[Exercise material — start]
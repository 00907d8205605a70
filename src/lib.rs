//! Session Proxy Library
//!
//! Reverse proxy that fronts a web application and bridges an identity
//! provider's session cookie into a short-lived signed bearer token.
//!
//! # Features
//!
//! - **Routing**: a reserved path prefix goes to the provider, everything else to the application
//! - **Token bridge**: active sessions become one-minute ES256 tokens, verifiable via JWKS
//! - **CORS**: allow-list with wildcards, or permissive development mode
//! - **Rewriting**: `Set-Cookie` domains and provider redirects
//! - **Login**: interactive OAuth2 Authorization Code + PKCE with a loopback callback

#![forbid(unsafe_code)]
#![warn(missing_docs)]

pub mod bridge;
pub mod cli;
pub mod config;
pub mod cors;
pub mod credentials;
pub mod error;
pub mod login;
pub mod proxy;
pub mod retry;
pub mod session;
pub mod signer;

pub use error::{Error, LoginError, Result};

use tracing_subscriber::{EnvFilter, fmt, layer::SubscriberExt, util::SubscriberInitExt};

/// Setup tracing/logging
///
/// # Errors
///
/// Returns an error if a global subscriber is already installed.
pub fn setup_tracing(level: &str, format: Option<&str>) -> Result<()> {
    let filter = EnvFilter::try_from_default_env().unwrap_or_else(|_| EnvFilter::new(level));

    let subscriber = tracing_subscriber::registry().with(filter);

    let installed = match format {
        Some("json") => subscriber.with(fmt::layer().json()).try_init(),
        _ => subscriber.with(fmt::layer().with_writer(std::io::stderr)).try_init(),
    };

    installed.map_err(|e| Error::Internal(format!("unable to install tracing subscriber: {e}")))
}
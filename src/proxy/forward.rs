//! Upstream dispatch
//!
//! The fallback handler of the proxy router. It picks the upstream, rewrites
//! the outgoing request, streams both bodies and rewrites the response
//! headers on the way back. Dispatch failures are not retried.

use std::net::SocketAddr;
use std::sync::Arc;
use std::time::Duration;

use axum::{
    body::{Body, HttpBody as _},
    extract::{ConnectInfo, State},
    http::{HeaderMap, HeaderName, HeaderValue, Request, header},
    response::Response,
};
use tracing::debug;
use url::Url;

use super::rewrite::{LocationRewriter, rewrite_cookie_domain};
use super::route::{Routing, Target, upstream_url};
use crate::config::ProxyConfig;
use crate::{Error, Result};

/// Tells the provider not to redirect to a custom domain
pub static ORY_NO_CUSTOM_DOMAIN_REDIRECT: HeaderName =
    HeaderName::from_static("ory-no-custom-domain-redirect");

/// Base URL the provider should generate links against
pub static ORY_BASE_URL_REWRITE: HeaderName = HeaderName::from_static("ory-base-url-rewrite");

/// API key authorising the base URL rewrite
pub static ORY_BASE_URL_REWRITE_TOKEN: HeaderName =
    HeaderName::from_static("ory-base-url-rewrite-token");

static X_FORWARDED_HOST: HeaderName = HeaderName::from_static("x-forwarded-host");
static X_FORWARDED_FOR: HeaderName = HeaderName::from_static("x-forwarded-for");
static X_FORWARDED_PROTO: HeaderName = HeaderName::from_static("x-forwarded-proto");
static KEEP_ALIVE: HeaderName = HeaderName::from_static("keep-alive");

/// Connect timeout towards either upstream
const CONNECT_TIMEOUT: Duration = Duration::from_secs(30);

/// Remove hop-by-hop headers, including those named by `Connection`
fn strip_hop_by_hop(headers: &mut HeaderMap) {
    let named: Vec<HeaderName> = headers
        .get_all(header::CONNECTION)
        .iter()
        .filter_map(|v| v.to_str().ok())
        .flat_map(|v| v.split(','))
        .filter_map(|name| HeaderName::try_from(name.trim()).ok())
        .collect();
    for name in named {
        headers.remove(name);
    }

    for name in [
        header::CONNECTION,
        KEEP_ALIVE.clone(),
        header::PROXY_AUTHENTICATE,
        header::PROXY_AUTHORIZATION,
        header::TE,
        header::TRAILER,
        header::TRANSFER_ENCODING,
        header::UPGRADE,
    ] {
        headers.remove(name);
    }
}

/// State of the dispatch handler, built once per run
pub struct ProxyState {
    client: reqwest::Client,
    routing: Routing,
    provider: Url,
    upstream: Url,
    rewrite_host: bool,
    cookie_domain: Option<String>,
    base_url_rewrite: HeaderValue,
    api_key: Option<HeaderValue>,
    locations: LocationRewriter,
}

impl ProxyState {
    /// Build the dispatch state from the proxy configuration
    ///
    /// In tunnel mode the application upstream falls back to the provider.
    ///
    /// # Errors
    ///
    /// Returns [`Error::Config`] for an incomplete configuration or an API
    /// key that is not a valid header value.
    pub fn new(config: &ProxyConfig, api_key: Option<&str>) -> Result<Self> {
        let provider = config.provider()?.clone();
        let upstream = config.upstream.clone().unwrap_or_else(|| provider.clone());
        let routing = Routing::new(config.path_prefix.clone(), config.tunnel);
        let public_provider = config.public_provider_url()?;

        let base_url_rewrite = HeaderValue::from_str(public_provider.as_str())
            .map_err(|e| Error::Config(format!("invalid public URL: {e}")))?;
        let api_key = api_key
            .map(HeaderValue::from_str)
            .transpose()
            .map_err(|_| Error::Config("the API key is not a valid header value".to_string()))?;

        let locations = LocationRewriter::new(
            provider.clone(),
            public_provider,
            routing.welcome_path(),
            config.default_redirect_url()?,
        );

        let client = reqwest::Client::builder()
            .connect_timeout(CONNECT_TIMEOUT)
            .redirect(reqwest::redirect::Policy::none())
            .build()
            .map_err(|e| Error::Internal(format!("unable to build proxy client: {e}")))?;

        Ok(Self {
            client,
            routing,
            provider,
            upstream,
            rewrite_host: config.rewrite_host,
            cookie_domain: config.cookie_domain.clone(),
            base_url_rewrite,
            api_key,
            locations,
        })
    }

    /// Outgoing URL and headers for an inbound request
    fn outgoing(
        &self,
        request: &Request<Body>,
        client_addr: Option<SocketAddr>,
    ) -> (Target, Url, HeaderMap) {
        let path = request.uri().path();
        let query = request.uri().query();
        let target = self.routing.target(path);

        let mut headers = request.headers().clone();
        strip_hop_by_hop(&mut headers);
        let inbound_host = headers.remove(header::HOST);

        let url = match target {
            Target::Provider => {
                // Host is derived from the URL
                headers.insert(
                    ORY_NO_CUSTOM_DOMAIN_REDIRECT.clone(),
                    HeaderValue::from_static("true"),
                );
                headers.insert(ORY_BASE_URL_REWRITE.clone(), self.base_url_rewrite.clone());
                if let Some(key) = &self.api_key {
                    headers.insert(ORY_BASE_URL_REWRITE_TOKEN.clone(), key.clone());
                }
                upstream_url(&self.provider, self.routing.provider_path(path), query)
            }
            Target::Application => {
                // The application may be trying to talk to the provider directly
                for name in [
                    &ORY_NO_CUSTOM_DOMAIN_REDIRECT,
                    &ORY_BASE_URL_REWRITE,
                    &ORY_BASE_URL_REWRITE_TOKEN,
                ] {
                    headers.remove(name);
                }
                match inbound_host {
                    Some(host) if self.rewrite_host => {
                        headers.insert(X_FORWARDED_HOST.clone(), host);
                    }
                    Some(host) => {
                        headers.insert(header::HOST, host);
                    }
                    None => {}
                }
                upstream_url(&self.upstream, path, query)
            }
        };

        if let Some(addr) = client_addr {
            let ip = addr.ip().to_string();
            let forwarded = match headers.get(&X_FORWARDED_FOR).and_then(|v| v.to_str().ok()) {
                Some(prior) => format!("{prior}, {ip}"),
                None => ip,
            };
            if let Ok(value) = HeaderValue::from_str(&forwarded) {
                headers.insert(X_FORWARDED_FOR.clone(), value);
            }
        }
        if !headers.contains_key(&X_FORWARDED_PROTO) {
            headers.insert(X_FORWARDED_PROTO.clone(), HeaderValue::from_static("http"));
        }

        (target, url, headers)
    }

    /// Rewrite upstream response headers in place
    fn rewrite_response(&self, headers: &mut HeaderMap) {
        strip_hop_by_hop(headers);

        let cookies: Vec<HeaderValue> = headers.get_all(header::SET_COOKIE).iter().cloned().collect();
        if !cookies.is_empty() {
            headers.remove(header::SET_COOKIE);
            for cookie in cookies {
                let rewritten = cookie
                    .to_str()
                    .ok()
                    .map(|c| rewrite_cookie_domain(c, self.cookie_domain.as_deref()))
                    .and_then(|c| HeaderValue::from_str(&c).ok())
                    .unwrap_or(cookie);
                headers.append(header::SET_COOKIE, rewritten);
            }
        }

        let location = headers
            .get(header::LOCATION)
            .and_then(|v| v.to_str().ok())
            .and_then(|l| self.locations.rewrite(l));
        if let Some(value) = location.and_then(|l| HeaderValue::from_str(&l).ok()) {
            headers.insert(header::LOCATION, value);
        }
    }
}

/// Forward a request to its upstream and stream the response back
///
/// # Errors
///
/// Returns [`Error::Upstream`] (502) if the upstream cannot be reached.
pub async fn forward(
    State(state): State<Arc<ProxyState>>,
    request: Request<Body>,
) -> Result<Response> {
    let client_addr = request
        .extensions()
        .get::<ConnectInfo<SocketAddr>>()
        .map(|ConnectInfo(addr)| *addr);
    let (target, url, headers) = state.outgoing(&request, client_addr);
    let method = request.method().clone();

    debug!(method = %method, url = %url, ?target, "Forwarding request");

    // Empty bodies are sent without chunked framing
    let mut outgoing = state.client.request(method, url.clone()).headers(headers);
    if !request.body().is_end_stream() {
        outgoing = outgoing.body(reqwest::Body::wrap_stream(
            request.into_body().into_data_stream(),
        ));
    }
    let upstream_response = outgoing
        .send()
        .await
        .map_err(|e| Error::Upstream(format!("{url}: {e}")))?;

    let status = upstream_response.status();
    let mut headers = upstream_response.headers().clone();
    state.rewrite_response(&mut headers);

    let mut response = Response::new(Body::from_stream(upstream_response.bytes_stream()));
    *response.status_mut() = status;
    *response.headers_mut() = headers;
    Ok(response)
}
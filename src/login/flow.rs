//! Interactive OAuth2 Authorization Code + PKCE login
//!
//! ```text
//! Idle → AwaitingCallback → Exchanging → Done
//!              │                 │
//!              └─────────────────┴──────→ Failed
//! ```
//!
//! The callback listener is closed on every exit path.

use std::sync::Arc;
use std::time::Duration;

use reqwest::Client;
use tokio_util::sync::CancellationToken;
use tracing::{info, warn};
use url::Url;

use super::callback::{CallbackServer, Outcome, Pages};
use super::client::{HttpProjectResolver, OAuthClient, ProjectResolver};
use super::pkce::{Pkce, generate_state};
use super::store::AuthContext;
use crate::{LoginError, Result};
use crate::config::LoginConfig;

/// Where a login attempt currently is
#[derive(Debug, Clone, Copy, PartialEq, Eq)]
pub enum LoginState {
    /// Not started
    Idle,
    /// Listener bound, waiting for the browser
    AwaitingCallback,
    /// Code received, exchanging it for tokens
    Exchanging,
    /// Tokens obtained
    Done,
    /// Aborted with an error
    Failed,
}

/// Print the authorization URL and try to open it in the browser
pub fn present_in_browser(url: &Url) {
    eprintln!(
        "A browser should have opened for you to complete your login. If no browser opened, open the following URL:\n\n{url}\n"
    );
    if let Err(e) = open::that(url.as_str()) {
        warn!(error = %e, "Unable to open the browser");
    }
}

/// One interactive login attempt
pub struct LoginFlow {
    client: OAuthClient,
    projects: Arc<dyn ProjectResolver>,
    scopes: Vec<String>,
    callback_ports: Vec<u16>,
    pages: Pages,
    outcome_timeout: Duration,
    state: LoginState,
}

impl LoginFlow {
    /// Create a flow from the login configuration
    ///
    /// # Errors
    ///
    /// Returns [`crate::Error::Config`] if endpoints or client id are missing.
    pub fn new(config: &LoginConfig, http_client: Client) -> Result<Self> {
        let client = OAuthClient::new(http_client.clone(), config.endpoints()?, config.client_id()?);
        let projects = Arc::new(HttpProjectResolver::new(
            http_client,
            config.project_endpoint.clone(),
        ));
        Ok(Self::with_parts(client, projects, config))
    }

    /// Create a flow from explicit collaborators
    #[must_use]
    pub fn with_parts(
        client: OAuthClient,
        projects: Arc<dyn ProjectResolver>,
        config: &LoginConfig,
    ) -> Self {
        Self {
            client,
            projects,
            scopes: config.scopes.clone(),
            callback_ports: config.callback_ports.clone(),
            pages: Pages {
                success_url: config.success_url.clone(),
                error_url: config.error_url.clone(),
            },
            outcome_timeout: config.outcome_timeout,
            state: LoginState::Idle,
        }
    }

    /// Current state
    #[must_use]
    pub fn state(&self) -> LoginState {
        self.state
    }

    /// The OAuth2 client used for the exchange
    #[must_use]
    pub fn client(&self) -> &OAuthClient {
        &self.client
    }

    /// Run the login
    ///
    /// `present` receives the authorization URL once the listener is ready;
    /// [`present_in_browser`] is the interactive choice. `cancel` aborts the
    /// wait for the browser.
    ///
    /// # Errors
    ///
    /// Returns a [`crate::LoginError`] describing why the login failed.
    pub async fn run<F>(&mut self, cancel: &CancellationToken, present: F) -> Result<AuthContext>
    where
        F: FnOnce(&Url),
    {
        let csrf_state = generate_state();
        let pkce = Pkce::generate();

        let mut server = match CallbackServer::start(
            &self.callback_ports,
            csrf_state.clone(),
            self.pages.clone(),
            self.outcome_timeout,
        )
        .await
        {
            Ok(server) => server,
            Err(e) => {
                self.state = LoginState::Failed;
                return Err(e.into());
            }
        };

        let result = self
            .drive(&mut server, &csrf_state, &pkce, cancel, present)
            .await;
        server.close().await;

        self.state = if result.is_ok() {
            LoginState::Done
        } else {
            LoginState::Failed
        };
        result
    }

    async fn drive<F>(
        &mut self,
        server: &mut CallbackServer,
        csrf_state: &str,
        pkce: &Pkce,
        cancel: &CancellationToken,
        present: F,
    ) -> Result<AuthContext>
    where
        F: FnOnce(&Url),
    {
        let redirect_uri = server.redirect_uri().clone();
        let authorization_url =
            self.client
                .authorization_url(&redirect_uri, csrf_state, &pkce.challenge, &self.scopes);

        self.state = LoginState::AwaitingCallback;
        present(&authorization_url);

        let code = server.wait_for_code(cancel).await?;

        self.state = LoginState::Exchanging;
        let exchange = self.client.exchange_code(&code, &redirect_uri, &pkce.verifier);
        let tokens = match tokio::select! {
            result = exchange => result,
            () = cancel.cancelled() => Err(LoginError::Cancelled.into()),
        } {
            Ok(tokens) => tokens,
            Err(e) => {
                server.report(Outcome::Failure(e.to_string()));
                return Err(e);
            }
        };
        server.report(Outcome::Success);

        let lookup = self.projects.active_project(&tokens.access_token);
        let project = tokio::select! {
            result = lookup => result.unwrap_or_else(|e| {
                warn!(error = %e, "Unable to fetch the active project");
                None
            }),
            () = cancel.cancelled() => return Err(LoginError::Cancelled.into()),
        };

        info!(project = ?project.as_ref().map(|p| p.id.as_str()), "Login completed");
        Ok(AuthContext {
            access_token: tokens.access_token,
            refresh_token: tokens.refresh_token,
            expires_at: AuthContext::expiry_from(tokens.expires_in),
            project,
        })
    }
}
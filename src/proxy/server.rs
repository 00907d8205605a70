//! Proxy server: middleware stack, listener and graceful shutdown

use std::net::SocketAddr;
use std::sync::Arc;
use std::time::Duration;

use axum::{
    Router,
    http::{HeaderValue, header},
    middleware,
    response::Response,
};
use tokio::net::TcpListener;
use tokio::signal;
use tokio_util::sync::CancellationToken;
use tower_http::{
    catch_panic::CatchPanicLayer,
    request_id::{MakeRequestUuid, PropagateRequestIdLayer, SetRequestIdLayer},
    trace::TraceLayer,
};
use tracing::{info, warn};

use super::forward::{ProxyState, forward};
use super::route::Routing;
use crate::bridge::{TokenBridge, token_bridge};
use crate::config::Config;
use crate::cors::CorsPolicy;
use crate::credentials::{ApiKeySource, TemporaryApiKey, remove_best_effort};
use crate::session::{HttpSessionResolver, SessionResolver};
use crate::signer::Signer;
use crate::{Error, Result};

/// Clear HSTS so browsers never pin `localhost` to HTTPS
async fn suppress_hsts(mut response: Response) -> Response {
    response.headers_mut().insert(
        header::STRICT_TRANSPORT_SECURITY,
        HeaderValue::from_static("max-age=0;"),
    );
    response
}

/// Assemble the proxy router
///
/// Layers, outermost first: HSTS suppression, request id and tracing, CORS,
/// token bridge, then the dispatch handler.
///
/// # Errors
///
/// Returns [`Error::Config`] if the CORS configuration is invalid.
pub fn build_router(
    config: &Config,
    bridge: Arc<TokenBridge>,
    state: Arc<ProxyState>,
) -> Result<Router> {
    let cors = CorsPolicy::from_config(&config.proxy)?.layer();

    Ok(Router::new()
        .fallback(forward)
        .with_state(state)
        .layer(middleware::from_fn_with_state(bridge, token_bridge))
        .layer(cors)
        .layer(PropagateRequestIdLayer::x_request_id())
        .layer(TraceLayer::new_for_http())
        .layer(SetRequestIdLayer::x_request_id(MakeRequestUuid))
        .layer(CatchPanicLayer::new())
        .layer(middleware::map_response(suppress_hsts)))
}

/// The reverse proxy
pub struct ProxyServer {
    config: Config,
    signer: Option<Arc<Signer>>,
    resolver: Arc<dyn SessionResolver>,
    api_keys: Arc<dyn ApiKeySource>,
}

impl ProxyServer {
    /// Create the server, generating the signing key unless minting is off
    ///
    /// # Errors
    ///
    /// Returns an error if the configuration is invalid or the signing key
    /// cannot be generated. Both are fatal: the proxy must not start.
    pub fn new(config: Config, api_keys: Arc<dyn ApiKeySource>) -> Result<Self> {
        config.proxy.validate()?;
        let resolver = Arc::new(HttpSessionResolver::new(
            config.proxy.provider()?,
            &config.session_check,
        )?);
        Self::with_resolver(config, resolver, api_keys)
    }

    /// Create the server with an explicit session resolver
    ///
    /// # Errors
    ///
    /// See [`Self::new`].
    pub fn with_resolver(
        config: Config,
        resolver: Arc<dyn SessionResolver>,
        api_keys: Arc<dyn ApiKeySource>,
    ) -> Result<Self> {
        config.proxy.validate()?;
        let signer = if config.proxy.skip_token_minting || config.proxy.tunnel {
            info!("Token minting disabled");
            None
        } else {
            Some(Arc::new(Signer::generate()?))
        };

        Ok(Self {
            config,
            signer,
            resolver,
            api_keys,
        })
    }

    /// The signer, if tokens are minted
    #[must_use]
    pub fn signer(&self) -> Option<&Arc<Signer>> {
        self.signer.as_ref()
    }

    /// Build the router for one run
    ///
    /// # Errors
    ///
    /// Returns [`Error::Config`] if the configuration cannot be turned into a
    /// router.
    pub fn router(&self, api_key: Option<&str>) -> Result<Router> {
        let proxy = &self.config.proxy;
        let routing = Routing::new(proxy.path_prefix.clone(), proxy.tunnel);
        let bridge = Arc::new(TokenBridge::new(
            self.signer.clone(),
            Arc::clone(&self.resolver),
            routing,
            proxy.provider()?.as_str(),
        ));
        let state = Arc::new(ProxyState::new(proxy, api_key)?);
        build_router(&self.config, bridge, state)
    }

    fn banner(&self) -> Result<()> {
        let public = self.config.proxy.public_url()?;
        if self.config.proxy.tunnel {
            eprintln!(
                "To access the identity provider's APIs, use URL\n\n\t{public}\n\nand configure your SDKs to point to it, with credentials included.\n"
            );
        } else {
            eprintln!("To access your application via the session proxy, open:\n\n\t{public}\n");
        }

        if self.config.proxy.open {
            if let Err(e) = open::that(public.as_str()) {
                warn!(error = %e, "Unable to open the browser, please open the URL manually");
            }
        }
        Ok(())
    }

    /// Run until a termination signal arrives or `shutdown` is cancelled
    ///
    /// In-flight requests get `shutdown_timeout` to finish. A temporary API
    /// key created for this run is removed afterwards, best effort.
    ///
    /// # Errors
    ///
    /// Returns an error if the API key cannot be obtained, the listener
    /// cannot be bound, or the server fails.
    pub async fn run(self, shutdown: CancellationToken) -> Result<()> {
        let api_key = self.api_keys.obtain("session-proxy temporary API key").await?;
        let result = self.serve(api_key.as_ref(), shutdown).await;

        if let Some(key) = &api_key {
            remove_best_effort(self.api_keys.as_ref(), key).await;
        }
        result
    }

    async fn serve(&self, api_key: Option<&TemporaryApiKey>, shutdown: CancellationToken) -> Result<()> {
        let app = self.router(api_key.map(|k| k.secret.as_str()))?;
        let addr = SocketAddr::from(([0, 0, 0, 0], self.config.proxy.port));
        let listener = TcpListener::bind(addr).await?;

        info!(
            addr = %addr,
            upstream = ?self.config.proxy.upstream.as_ref().map(url::Url::as_str),
            provider = %self.config.proxy.provider()?,
            tunnel = self.config.proxy.tunnel,
            "Session proxy listening"
        );
        self.banner()?;

        serve_until(listener, app, shutdown, self.config.proxy.shutdown_timeout).await
    }
}

/// Serve `app` until `shutdown` is cancelled or a signal arrives, then give
/// in-flight requests up to `grace` to complete
///
/// # Errors
///
/// Returns an error if the server fails.
pub async fn serve_until(
    listener: TcpListener,
    app: Router,
    shutdown: CancellationToken,
    grace: Duration,
) -> Result<()> {
    let draining = CancellationToken::new();
    let drain_signal = draining.clone();
    let mut server = tokio::spawn(async move {
        axum::serve(listener, app.into_make_service_with_connect_info::<SocketAddr>())
            .with_graceful_shutdown(async move { drain_signal.cancelled().await })
            .await
    });

    tokio::select! {
        () = shutdown_signal() => {},
        () = shutdown.cancelled() => {},
        finished = &mut server => {
            return finished
                .map_err(|e| Error::Internal(e.to_string()))?
                .map_err(Error::Io);
        }
    }

    info!(grace = ?grace, "Shutting down, draining in-flight requests");
    draining.cancel();

    if let Ok(finished) = tokio::time::timeout(grace, &mut server).await {
        finished
            .map_err(|e| Error::Internal(e.to_string()))?
            .map_err(Error::Io)
    } else {
        warn!("In-flight requests did not finish in time, closing");
        server.abort();
        Ok(())
    }
}

/// Wait for Ctrl+C or SIGTERM
async fn shutdown_signal() {
    let ctrl_c = async {
        if let Err(e) = signal::ctrl_c().await {
            warn!(error = %e, "Failed to install Ctrl+C handler");
            std::future::pending::<()>().await;
        }
    };

    #[cfg(unix)]
    let terminate = async {
        match signal::unix::signal(signal::unix::SignalKind::terminate()) {
            Ok(mut sigterm) => {
                sigterm.recv().await;
            }
            Err(e) => {
                warn!(error = %e, "Failed to install SIGTERM handler");
                std::future::pending::<()>().await;
            }
        }
    };

    #[cfg(not(unix))]
    let terminate = std::future::pending::<()>();

    tokio::select! {
        () = ctrl_c => {},
        () = terminate => {},
    }

    info!("Shutdown signal received");
}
[Exercise material — finish]
Directions - From the material above, copy each line that includes the word "attempt".

Answer -
/// Where a login attempt currently is
/// One interactive login attempt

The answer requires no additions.